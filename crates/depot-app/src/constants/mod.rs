//! Reference constants consulted while collecting input

pub mod benchmarks;
pub mod depot_overrides;

pub use benchmarks::{benchmark_table, hint, lookup, BENCHMARK_KEYS};
pub use depot_overrides::{depot_override, DepotOverride};
//! End-to-end tests for the depot-productivity binary
//!
//! Each test runs the compiled binary with its config and data directories
//! pointed at a temporary directory.

use depot_infra::persistence::{SqliteLocation, SqliteOptions, SqliteSummaryRepository};
use std::path::{Path, PathBuf};
use std::process::{Command, Output};
use tempfile::{tempdir, TempDir};

const KHAMMAM_INPUT: &str = r#"
depot = "Khammam"
mode = "urban"
planned_services = 160
planned_km = 8000
actual_services = 150
actual_km = 7500
total_drivers = 100
medically_unfit = 5
suspended_drivers = 2
weekly_off = 10.0
special_off = 5.0
others = 0.0
long_leave = 0.0
sick_leave = 0.0
spot_absent = 3.0
double_duty = 0.0
off_cancel = 0.0
driver_per_schedule = 0.0
drivers_required = 0
"#;

struct CliEnv {
    dir: TempDir,
}

impl CliEnv {
    fn new() -> Self {
        let env = Self {
            dir: tempdir().unwrap(),
        };
        std::fs::write(env.input_path(), KHAMMAM_INPUT).unwrap();
        env
    }

    fn input_path(&self) -> PathBuf {
        self.dir.path().join("khammam.toml")
    }

    fn db_path(&self) -> PathBuf {
        self.dir.path().join("productivity.db")
    }

    fn run(&self, args: &[&str]) -> Output {
        Command::new(env!("CARGO_BIN_EXE_depot-productivity"))
            .args(args)
            .env("HOME", self.dir.path())
            .env("XDG_CONFIG_HOME", self.dir.path().join("config"))
            .env("XDG_DATA_HOME", self.dir.path().join("data"))
            .env_remove("DEPOT_PRODUCTIVITY_DB")
            .env("RUST_LOG", "warn")
            .output()
            .unwrap()
    }

    fn submit(&self, db: &Path, extra: &[&str]) -> Output {
        let input = self.input_path();
        let mut args = vec![
            "submit",
            input.to_str().unwrap(),
            "--db",
            db.to_str().unwrap(),
            "--entry-date",
            "2025-02-10",
        ];
        args.extend_from_slice(extra);
        self.run(&args)
    }

    /// A database whose summary table refuses every insert
    fn rejecting_db(&self) -> PathBuf {
        let path = self.db_path();
        let repo =
            SqliteSummaryRepository::open(SqliteLocation::File(path.clone()), &SqliteOptions::default())
                .unwrap();
        repo.connection()
            .execute_batch(
                "CREATE TRIGGER reject_insert BEFORE INSERT ON productivity_summary
                 BEGIN SELECT RAISE(ABORT, 'rejected by trigger'); END;",
            )
            .unwrap();
        repo.close().unwrap();
        path
    }
}

fn stdout(output: &Output) -> String {
    String::from_utf8_lossy(&output.stdout).to_string()
}

fn stderr(output: &Output) -> String {
    String::from_utf8_lossy(&output.stderr).to_string()
}

// ============================================================================
// submit
// ============================================================================

#[test]
fn test_submit_stores_row_and_exits_zero() {
    let env = CliEnv::new();
    let db = env.db_path();

    let output = env.submit(&db, &[]);
    assert_eq!(output.status.code(), Some(0), "stderr: {}", stderr(&output));
    assert!(stdout(&output).contains("Data inserted successfully"));
    assert!(stdout(&output).contains("100.00"));

    let status = env.run(&["status", "--db", db.to_str().unwrap(), "--format", "json"]);
    assert_eq!(status.status.code(), Some(0));
    let report: serde_json::Value = serde_json::from_str(&stdout(&status)).unwrap();
    assert_eq!(report["rows"], 1);
    assert_eq!(report["alive"], true);
}

#[test]
fn test_write_failure_renders_summary_and_exits_one() {
    let env = CliEnv::new();
    let db = env.rejecting_db();

    let output = env.submit(&db, &[]);
    assert_eq!(output.status.code(), Some(1));

    let out = stdout(&output);
    assert!(out.contains("Productivity Summary"));
    assert!(out.contains("KM per Driver"));
    assert!(out.contains("100.00"));
    assert!(stderr(&output).contains("Failed to insert data"));
}

#[test]
fn test_write_failure_json_report() {
    let env = CliEnv::new();
    let db = env.rejecting_db();

    let output = env.submit(&db, &["--format", "json"]);
    assert_eq!(output.status.code(), Some(1));

    let report: serde_json::Value = serde_json::from_str(&stdout(&output)).unwrap();
    assert_eq!(report["persisted"], false);
    assert!(report["row_id"].is_null());
    assert!(report["message"]
        .as_str()
        .unwrap()
        .starts_with("Failed to insert data"));
    assert_eq!(report["entry_date"], "2025-02-10");
    assert_eq!(report["summary"]["km_per_driver"], 100.0);
    assert_eq!(report["summary"]["service_variance"], -10);
}

#[test]
fn test_unreachable_database_halts() {
    let env = CliEnv::new();
    let blocker = env.dir.path().join("blocker");
    std::fs::write(&blocker, b"not a directory").unwrap();

    let output = env.submit(&blocker.join("productivity.db"), &[]);
    assert_eq!(output.status.code(), Some(1));
    assert!(stderr(&output).contains("Error: Error connecting to database"));
    assert!(!stdout(&output).contains("Productivity Summary"));
}

// ============================================================================
// Other commands
// ============================================================================

#[test]
fn test_compute_needs_no_database() {
    let env = CliEnv::new();
    let input = env.input_path();

    let output = env.run(&["compute", input.to_str().unwrap(), "--format", "json"]);
    assert_eq!(output.status.code(), Some(0));
    let computation: serde_json::Value = serde_json::from_str(&stdout(&output)).unwrap();
    assert_eq!(computation["summary"]["attending_drivers"], 75.0);
    assert_eq!(computation["summary"]["services_per_driver"], 2.0);
    assert!(!env.db_path().exists());
}

#[test]
fn test_template_carries_benchmark_hints() {
    let env = CliEnv::new();
    let output = env.run(&["template", "--depot", "Mahaboobnagar", "--mode", "urban"]);
    assert_eq!(output.status.code(), Some(0));

    let text = stdout(&output);
    assert!(text.contains("#   weekly_off (13.6 → 14.0)"));
    assert!(text.contains("#   total_drivers (571 → 544)"));
    assert!(text.contains("planned_km = 23739"));
}
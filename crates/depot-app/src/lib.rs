//! Application service layer - benchmarks, input resolution, config, sessions, export

pub mod app;
pub mod config;
pub mod constants;
pub mod export;
pub mod input;
pub mod repository;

→ **WORK ITEM**: The records above are to be printed in full, exactly as they appear.

→ **PROBLEM SOLUTION**:
filename crates/depot-app/src/constants/mod.rs
//! Reference constants consulted while collecting input

pub mod benchmarks;
pub mod depot_overrides;

pub use benchmarks::{benchmark_table, hint, lookup, BENCHMARK_KEYS};
pub use depot_overrides::{depot_override, DepotOverride};
//! End-to-end tests for the depot-productivity binary
//!
//! Each test runs the compiled binary with its config and data directories
//! pointed at a temporary directory.

use depot_infra::persistence::{SqliteLocation, SqliteOptions, SqliteSummaryRepository};
use std::path::{Path, PathBuf};
use std::process::{Command, Output};
use tempfile::{tempdir, TempDir};

const KHAMMAM_INPUT: &str = r#"
depot = "Khammam"
mode = "urban"
planned_services = 160
planned_km = 8000
actual_services = 150
actual_km = 7500
total_drivers = 100
medically_unfit = 5
suspended_drivers = 2
weekly_off = 10.0
special_off = 5.0
others = 0.0
long_leave = 0.0
sick_leave = 0.0
spot_absent = 3.0
double_duty = 0.0
off_cancel = 0.0
driver_per_schedule = 0.0
drivers_required = 0
"#;

struct CliEnv {
    dir: TempDir,
}

impl CliEnv {
    fn new() -> Self {
        let env = Self {
            dir: tempdir().unwrap(),
        };
        std::fs::write(env.input_path(), KHAMMAM_INPUT).unwrap();
        env
    }

    fn input_path(&self) -> PathBuf {
        self.dir.path().join("khammam.toml")
    }

    fn db_path(&self) -> PathBuf {
        self.dir.path().join("productivity.db")
    }

    fn run(&self, args: &[&str]) -> Output {
        Command::new(env!("CARGO_BIN_EXE_depot-productivity"))
            .args(args)
            .env("HOME", self.dir.path())
            .env("XDG_CONFIG_HOME", self.dir.path().join("config"))
            .env("XDG_DATA_HOME", self.dir.path().join("data"))
            .env_remove("DEPOT_PRODUCTIVITY_DB")
            .env("RUST_LOG", "warn")
            .output()
            .unwrap()
    }

    fn submit(&self, db: &Path, extra: &[&str]) -> Output {
        let input = self.input_path();
        let mut args = vec![
            "submit",
            input.to_str().unwrap(),
            "--db",
            db.to_str().unwrap(),
            "--entry-date",
            "2025-02-10",
        ];
        args.extend_from_slice(extra);
        self.run(&args)
    }

    /// A database whose summary table refuses every insert
    fn rejecting_db(&self) -> PathBuf {
        let path = self.db_path();
        let repo =
            SqliteSummaryRepository::open(SqliteLocation::File(path.clone()), &SqliteOptions::default())
                .unwrap();
        repo.connection()
            .execute_batch(
                "CREATE TRIGGER reject_insert BEFORE INSERT ON productivity_summary
                 BEGIN SELECT RAISE(ABORT, 'rejected by trigger'); END;",
            )
            .unwrap();
        repo.close().unwrap();
        path
    }
}

fn stdout(output: &Output) -> String {
    String::from_utf8_lossy(&output.stdout).to_string()
}

fn stderr(output: &Output) -> String {
    String::from_utf8_lossy(&output.stderr).to_string()
}

// ============================================================================
// submit
// ============================================================================

#[test]
fn test_submit_stores_row_and_exits_zero() {
    let env = CliEnv::new();
    let db = env.db_path();

    let output = env.submit(&db, &[]);
    assert_eq!(output.status.code(), Some(0), "stderr: {}", stderr(&output));
    assert!(stdout(&output).contains("Data inserted successfully"));
    assert!(stdout(&output).contains("100.00"));

    let status = env.run(&["status", "--db", db.to_str().unwrap(), "--format", "json"]);
    assert_eq!(status.status.code(), Some(0));
    let report: serde_json::Value = serde_json::from_str(&stdout(&status)).unwrap();
    assert_eq!(report["rows"], 1);
    assert_eq!(report["alive"], true);
}

#[test]
fn test_write_failure_renders_summary_and_exits_one() {
    let env = CliEnv::new();
    let db = env.rejecting_db();

    let output = env.submit(&db, &[]);
    assert_eq!(output.status.code(), Some(1));

    let out = stdout(&output);
    assert!(out.contains("Productivity Summary"));
    assert!(out.contains("KM per Driver"));
    assert!(out.contains("100.00"));
    assert!(stderr(&output).contains("Failed to insert data"));
}

#[test]
fn test_write_failure_json_report() {
    let env = CliEnv::new();
    let db = env.rejecting_db();

    let output = env.submit(&db, &["--format", "json"]);
    assert_eq!(output.status.code(), Some(1));

    let report: serde_json::Value = serde_json::from_str(&stdout(&output)).unwrap();
    assert_eq!(report["persisted"], false);
    assert!(report["row_id"].is_null());
    assert!(report["message"]
        .as_str()
        .unwrap()
        .starts_with("Failed to insert data"));
    assert_eq!(report["entry_date"], "2025-02-10");
    assert_eq!(report["summary"]["km_per_driver"], 100.0);
    assert_eq!(report["summary"]["service_variance"], -10);
}

#[test]
fn test_unreachable_database_halts() {
    let env = CliEnv::new();
    let blocker = env.dir.path().join("blocker");
    std::fs::write(&blocker, b"not a directory").unwrap();

    let output = env.submit(&blocker.join("productivity.db"), &[]);
    assert_eq!(output.status.code(), Some(1));
    assert!(stderr(&output).contains("Error: Error connecting to database"));
    assert!(!stdout(&output).contains("Productivity Summary"));
}

// ============================================================================
// Other commands
// ============================================================================

#[test]
fn test_compute_needs_no_database() {
    let env = CliEnv::new();
    let input = env.input_path();

    let output = env.run(&["compute", input.to_str().unwrap(), "--format", "json"]);
    assert_eq!(output.status.code(), Some(0));
    let computation: serde_json::Value = serde_json::from_str(&stdout(&output)).unwrap();
    assert_eq!(computation["summary"]["attending_drivers"], 75.0);
    assert_eq!(computation["summary"]["services_per_driver"], 2.0);
    assert!(!env.db_path().exists());
}

#[test]
fn test_template_carries_benchmark_hints() {
    let env = CliEnv::new();
    let output = env.run(&["template", "--depot", "Mahaboobnagar", "--mode", "urban"]);
    assert_eq!(output.status.code(), Some(0));

    let text = stdout(&output);
    assert!(text.contains("#   weekly_off (13.6 → 14.0)"));
    assert!(text.contains("#   total_drivers (571 → 544)"));
    assert!(text.contains("planned_km = 23739"));
}
filename crates/depot-app/src/lib.rs
//! Application service layer - benchmarks, input resolution, config, sessions, export

pub mod app;
pub mod config;
pub mod constants;
pub mod export;
pub mod input;
pub mod repository;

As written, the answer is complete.